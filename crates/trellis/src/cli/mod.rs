//! CLI definition and command handling

pub mod commands;
pub mod output;

use clap::{Parser, Subcommand};

use commands::{
    BuildCommand, DeployCommand, DevCommand, GraphCommand, RunCommand, TestCommand,
    ValidateCommand, VersionsCommand,
};

/// Trellis - Build, deploy and test a graph of modules
#[derive(Debug, Parser)]
#[command(name = "trellis")]
#[command(author, version, about, long_about = None)]
#[command(propagate_version = true)]
pub struct Cli {
    /// Enable verbose output
    #[arg(short, long, global = true)]
    pub verbose: bool,

    /// Suppress output except errors
    #[arg(short, long, global = true)]
    pub quiet: bool,

    /// Output format
    #[arg(long, global = true, default_value = "text")]
    pub format: OutputFormat,

    /// Working directory
    #[arg(short = 'C', long, global = true)]
    pub directory: Option<std::path::PathBuf>,

    #[command(subcommand)]
    pub command: Commands,
}

/// Output format for CLI
#[derive(Debug, Clone, Copy, Default, PartialEq, Eq, clap::ValueEnum)]
pub enum OutputFormat {
    /// Human-readable text output
    #[default]
    Text,
    /// JSON output
    Json,
}

/// Available commands
#[derive(Debug, Subcommand)]
pub enum Commands {
    /// Validate the project configuration and dependency graph
    Validate(ValidateCommand),

    /// Show the dependency graph
    Graph(GraphCommand),

    /// Show module versions
    Versions(VersionsCommand),

    /// Build modules
    Build(BuildCommand),

    /// Deploy services
    Deploy(DeployCommand),

    /// Run tests
    Test(TestCommand),

    /// Run tasks
    Run(RunCommand),

    /// Watch for changes and rebuild affected modules
    Dev(DevCommand),
}

impl Cli {
    /// Execute the CLI command
    pub fn execute(self) -> anyhow::Result<()> {
        // Change to specified directory if provided
        if let Some(dir) = &self.directory {
            std::env::set_current_dir(dir)?;
        }

        match self.command {
            Commands::Validate(ref cmd) => cmd.execute(&self),
            Commands::Graph(ref cmd) => cmd.execute(&self),
            Commands::Versions(ref cmd) => cmd.execute(&self),
            Commands::Build(ref cmd) => cmd.execute(&self),
            Commands::Deploy(ref cmd) => cmd.execute(&self),
            Commands::Test(ref cmd) => cmd.execute(&self),
            Commands::Run(ref cmd) => cmd.execute(&self),
            Commands::Dev(ref cmd) => cmd.execute(&self),
        }
    }

    /// Whether human-readable output should be printed
    pub fn prints_text(&self) -> bool {
        self.format == OutputFormat::Text && !self.quiet
    }
}
impl DevCommand {
    /// Execute the dev command
    pub fn execute(&self, cli: &Cli) -> anyhow::Result<()> {
        info!(deploy = self.deploy, test = self.test, "executing dev command");
        let runtime = tokio::runtime::Runtime::new()?;
        runtime.block_on(self.execute_async(cli))
    }

    async fn execute_async(&self, cli: &Cli) -> anyhow::Result<()> {
        let cwd = std::env::current_dir()?;
        let session = Session::load(&cwd, cli)?;
        let root = session.project_root().to_path_buf();

        let handler: Arc<dyn ChangeHandler> = Arc::new(
            ActionChangeHandler::new(session.provider.clone())
                .with_deploy(self.deploy)
                .with_test(self.test),
        );

        // everything counts as changed on the first pass
        let initial = ChangeSet {
            config_changed: true,
            ..Default::default()
        };
        let versions = session.versions().await?;
        let tasks = handler.tasks_for_changes(&session.graph, versions, &initial).await?;
        if !tasks.is_empty() {
            let results = session.processor.process(tasks, ProcessOptions::default()).await?;
            print_results(&results, cli)?;
        }

        let (failure_tx, failures) = mpsc::unbounded_channel::<ProcessFailure>();
        let mut trees = Vec::new();
        if !self.no_processes {
            for process in &session.config.dev.processes {
                let tree = build_tree(process)?;
                let tx = failure_tx.clone();
                tree.set_failure_handler(move |failure| {
                    let _ = tx.send(failure);
                })?;
                tree.start_all()
                    .with_context(|| format!("failed to start process '{}'", process.name))?;
                trees.push(tree);
            }
        }

        let (change_tx, changes) = mpsc::unbounded_channel::<Vec<PathBuf>>();
        let mut watcher = notify::recommended_watcher(move |res: notify::Result<notify::Event>| match res {
            Ok(event) if !matches!(event.kind, EventKind::Access(_)) => {
                let _ = change_tx.send(event.paths);
            }
            Ok(_) => {}
            Err(e) => warn!(error = %e, "file watcher error"),
        })?;
        watcher
            .watch(&root, RecursiveMode::Recursive)
            .with_context(|| format!("failed to watch {}", root.display()))?;

        let reprocessor = Reprocessor::new(
            session.config_path.clone(),
            (*session.graph).clone(),
            session.vcs.clone(),
            session.processor.clone(),
            handler,
        );

        if cli.prints_text() {
            println!();
            output::info(&format!(
                "Watching {} for changes (Ctrl-C to stop)",
                output::path_style().apply_to(root.display())
            ));
        }

        let shutdown = async {
            if let Err(e) = tokio::signal::ctrl_c().await {
                warn!(error = %e, "cannot listen for Ctrl-C");
                std::future::pending::<()>().await;
            }
        };
        let reprocessor = &reprocessor;
        let exit = watch(
            changes,
            failures,
            shutdown,
            Duration::from_millis(self.debounce_ms),
            |batch| async move {
                debug!(paths = batch.len(), "processing file changes");
                let reported = match reprocessor.handle_changes(&batch).await {
                    Ok(outcome) => report(&outcome, cli),
                    Err(e) => Err(e.into()),
                };
                if let Err(e) = reported {
                    output::error(&format!("{:#}", e));
                }
            },
        )
        .await;

        drop(watcher);
        for tree in &trees {
            tree.stop_all();
        }

        match exit {
            WatchExit::Interrupted => {
                if cli.prints_text() {
                    println!();
                    output::info("Stopped watching");
                }
                Ok(())
            }
            WatchExit::ProcessFailed(failure) => Err(process_failed(failure)),
        }
    }
}

/// Why the watch loop ended
#[derive(Debug, PartialEq, Eq)]
enum WatchExit {
    Interrupted,
    ProcessFailed(ProcessFailure),
}

fn process_failed(failure: ProcessFailure) -> anyhow::Error {
    anyhow::Error::new(SupervisorError::TreeFailed { node: failure.node }).context(failure.reason)
}

/// Feed debounced file changes to `reprocess` until shutdown or a process
/// tree fails.
///
/// One reprocessing run is in flight at a time. Changes arriving meanwhile
/// are queued for the next run, and shutdown and failures are observed while
/// a run is in progress.
async fn watch<F, Fut>(
    mut changes: mpsc::UnboundedReceiver<Vec<PathBuf>>,
    mut failures: mpsc::UnboundedReceiver<ProcessFailure>,
    shutdown: impl Future<Output = ()>,
    window: Duration,
    mut reprocess: F,
) -> WatchExit
where
    F: FnMut(Vec<PathBuf>) -> Fut,
    Fut: Future<Output = ()>,
{
    tokio::pin!(shutdown);
    let debounce = tokio::time::sleep(window);
    tokio::pin!(debounce);

    let mut queued: Vec<PathBuf> = Vec::new();
    let mut running: Option<Pin<Box<Fut>>> = None;

    loop {
        tokio::select! {
            _ = &mut shutdown => return WatchExit::Interrupted,
            Some(failure) = failures.recv() => {
                error!(node = %failure.node, reason = %failure.reason, "process tree failed");
                return WatchExit::ProcessFailed(failure);
            }
            Some(paths) = changes.recv() => {
                queued.extend(paths);
                debounce.as_mut().reset(tokio::time::Instant::now() + window);
            }
            _ = &mut debounce, if !queued.is_empty() && running.is_none() => {
                let batch = relevant_paths(std::mem::take(&mut queued));
                if !batch.is_empty() {
                    running = Some(Box::pin(reprocess(batch)));
                }
            }
            _ = async { if let Some(run) = running.as_mut() { run.await } }, if running.is_some() => {
                running = None;
            }
        }
    }
}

#### [What the task asks]
Could you output each line above exactly as it was given?

#### [Solution]
filename crates/trellis/src/cli/mod.rs
//! CLI definition and command handling

pub mod commands;
pub mod output;

use clap::{Parser, Subcommand};

use commands::{
    BuildCommand, DeployCommand, DevCommand, GraphCommand, RunCommand, TestCommand,
    ValidateCommand, VersionsCommand,
};

/// Trellis - Build, deploy and test a graph of modules
#[derive(Debug, Parser)]
#[command(name = "trellis")]
#[command(author, version, about, long_about = None)]
#[command(propagate_version = true)]
pub struct Cli {
    /// Enable verbose output
    #[arg(short, long, global = true)]
    pub verbose: bool,

    /// Suppress output except errors
    #[arg(short, long, global = true)]
    pub quiet: bool,

    /// Output format
    #[arg(long, global = true, default_value = "text")]
    pub format: OutputFormat,

    /// Working directory
    #[arg(short = 'C', long, global = true)]
    pub directory: Option<std::path::PathBuf>,

    #[command(subcommand)]
    pub command: Commands,
}

/// Output format for CLI
#[derive(Debug, Clone, Copy, Default, PartialEq, Eq, clap::ValueEnum)]
pub enum OutputFormat {
    /// Human-readable text output
    #[default]
    Text,
    /// JSON output
    Json,
}

/// Available commands
#[derive(Debug, Subcommand)]
pub enum Commands {
    /// Validate the project configuration and dependency graph
    Validate(ValidateCommand),

    /// Show the dependency graph
    Graph(GraphCommand),

    /// Show module versions
    Versions(VersionsCommand),

    /// Build modules
    Build(BuildCommand),

    /// Deploy services
    Deploy(DeployCommand),

    /// Run tests
    Test(TestCommand),

    /// Run tasks
    Run(RunCommand),

    /// Watch for changes and rebuild affected modules
    Dev(DevCommand),
}

impl Cli {
    /// Execute the CLI command
    pub fn execute(self) -> anyhow::Result<()> {
        // Change to specified directory if provided
        if let Some(dir) = &self.directory {
            std::env::set_current_dir(dir)?;
        }

        match self.command {
            Commands::Validate(ref cmd) => cmd.execute(&self),
            Commands::Graph(ref cmd) => cmd.execute(&self),
            Commands::Versions(ref cmd) => cmd.execute(&self),
            Commands::Build(ref cmd) => cmd.execute(&self),
            Commands::Deploy(ref cmd) => cmd.execute(&self),
            Commands::Test(ref cmd) => cmd.execute(&self),
            Commands::Run(ref cmd) => cmd.execute(&self),
            Commands::Dev(ref cmd) => cmd.execute(&self),
        }
    }

    /// Whether human-readable output should be printed
    pub fn prints_text(&self) -> bool {
        self.format == OutputFormat::Text && !self.quiet
    }
}
impl DevCommand {
    /// Execute the dev command
    pub fn execute(&self, cli: &Cli) -> anyhow::Result<()> {
        info!(deploy = self.deploy, test = self.test, "executing dev command");
        let runtime = tokio::runtime::Runtime::new()?;
        runtime.block_on(self.execute_async(cli))
    }

    async fn execute_async(&self, cli: &Cli) -> anyhow::Result<()> {
        let cwd = std::env::current_dir()?;
        let session = Session::load(&cwd, cli)?;
        let root = session.project_root().to_path_buf();

        let handler: Arc<dyn ChangeHandler> = Arc::new(
            ActionChangeHandler::new(session.provider.clone())
                .with_deploy(self.deploy)
                .with_test(self.test),
        );

        // everything counts as changed on the first pass
        let initial = ChangeSet {
            config_changed: true,
            ..Default::default()
        };
        let versions = session.versions().await?;
        let tasks = handler.tasks_for_changes(&session.graph, versions, &initial).await?;
        if !tasks.is_empty() {
            let results = session.processor.process(tasks, ProcessOptions::default()).await?;
            print_results(&results, cli)?;
        }

        let (failure_tx, failures) = mpsc::unbounded_channel::<ProcessFailure>();
        let mut trees = Vec::new();
        if !self.no_processes {
            for process in &session.config.dev.processes {
                let tree = build_tree(process)?;
                let tx = failure_tx.clone();
                tree.set_failure_handler(move |failure| {
                    let _ = tx.send(failure);
                })?;
                tree.start_all()
                    .with_context(|| format!("failed to start process '{}'", process.name))?;
                trees.push(tree);
            }
        }

        let (change_tx, changes) = mpsc::unbounded_channel::<Vec<PathBuf>>();
        let mut watcher = notify::recommended_watcher(move |res: notify::Result<notify::Event>| match res {
            Ok(event) if !matches!(event.kind, EventKind::Access(_)) => {
                let _ = change_tx.send(event.paths);
            }
            Ok(_) => {}
            Err(e) => warn!(error = %e, "file watcher error"),
        })?;
        watcher
            .watch(&root, RecursiveMode::Recursive)
            .with_context(|| format!("failed to watch {}", root.display()))?;

        let reprocessor = Reprocessor::new(
            session.config_path.clone(),
            (*session.graph).clone(),
            session.vcs.clone(),
            session.processor.clone(),
            handler,
        );

        if cli.prints_text() {
            println!();
            output::info(&format!(
                "Watching {} for changes (Ctrl-C to stop)",
                output::path_style().apply_to(root.display())
            ));
        }

        let shutdown = async {
            if let Err(e) = tokio::signal::ctrl_c().await {
                warn!(error = %e, "cannot listen for Ctrl-C");
                std::future::pending::<()>().await;
            }
        };
        let reprocessor = &reprocessor;
        let exit = watch(
            changes,
            failures,
            shutdown,
            Duration::from_millis(self.debounce_ms),
            |batch| async move {
                debug!(paths = batch.len(), "processing file changes");
                let reported = match reprocessor.handle_changes(&batch).await {
                    Ok(outcome) => report(&outcome, cli),
                    Err(e) => Err(e.into()),
                };
                if let Err(e) = reported {
                    output::error(&format!("{:#}", e));
                }
            },
        )
        .await;

        drop(watcher);
        for tree in &trees {
            tree.stop_all();
        }

        match exit {
            WatchExit::Interrupted => {
                if cli.prints_text() {
                    println!();
                    output::info("Stopped watching");
                }
                Ok(())
            }
            WatchExit::ProcessFailed(failure) => Err(process_failed(failure)),
        }
    }
}

/// Why the watch loop ended
#[derive(Debug, PartialEq, Eq)]
enum WatchExit {
    Interrupted,
    ProcessFailed(ProcessFailure),
}

fn process_failed(failure: ProcessFailure) -> anyhow::Error {
    anyhow::Error::new(SupervisorError::TreeFailed { node: failure.node }).context(failure.reason)
}

/// Feed debounced file changes to `reprocess` until shutdown or a process
/// tree fails.
///
/// One reprocessing run is in flight at a time. Changes arriving meanwhile
/// are queued for the next run, and shutdown and failures are observed while
/// a run is in progress.
async fn watch<F, Fut>(
    mut changes: mpsc::UnboundedReceiver<Vec<PathBuf>>,
    mut failures: mpsc::UnboundedReceiver<ProcessFailure>,
    shutdown: impl Future<Output = ()>,
    window: Duration,
    mut reprocess: F,
) -> WatchExit
where
    F: FnMut(Vec<PathBuf>) -> Fut,
    Fut: Future<Output = ()>,
{
    tokio::pin!(shutdown);
    let debounce = tokio::time::sleep(window);
    tokio::pin!(debounce);

    let mut queued: Vec<PathBuf> = Vec::new();
    let mut running: Option<Pin<Box<Fut>>> = None;

    loop {
        tokio::select! {
            _ = &mut shutdown => return WatchExit::Interrupted,
            Some(failure) = failures.recv() => {
                error!(node = %failure.node, reason = %failure.reason, "process tree failed");
                return WatchExit::ProcessFailed(failure);
            }
            Some(paths) = changes.recv() => {
                queued.extend(paths);
                debounce.as_mut().reset(tokio::time::Instant::now() + window);
            }
            _ = &mut debounce, if !queued.is_empty() && running.is_none() => {
                let batch = relevant_paths(std::mem::take(&mut queued));
                if !batch.is_empty() {
                    running = Some(Box::pin(reprocess(batch)));
                }
            }
            _ = async { if let Some(run) = running.as_mut() { run.await } }, if running.is_some() => {
                running = None;
            }
        }
    }
}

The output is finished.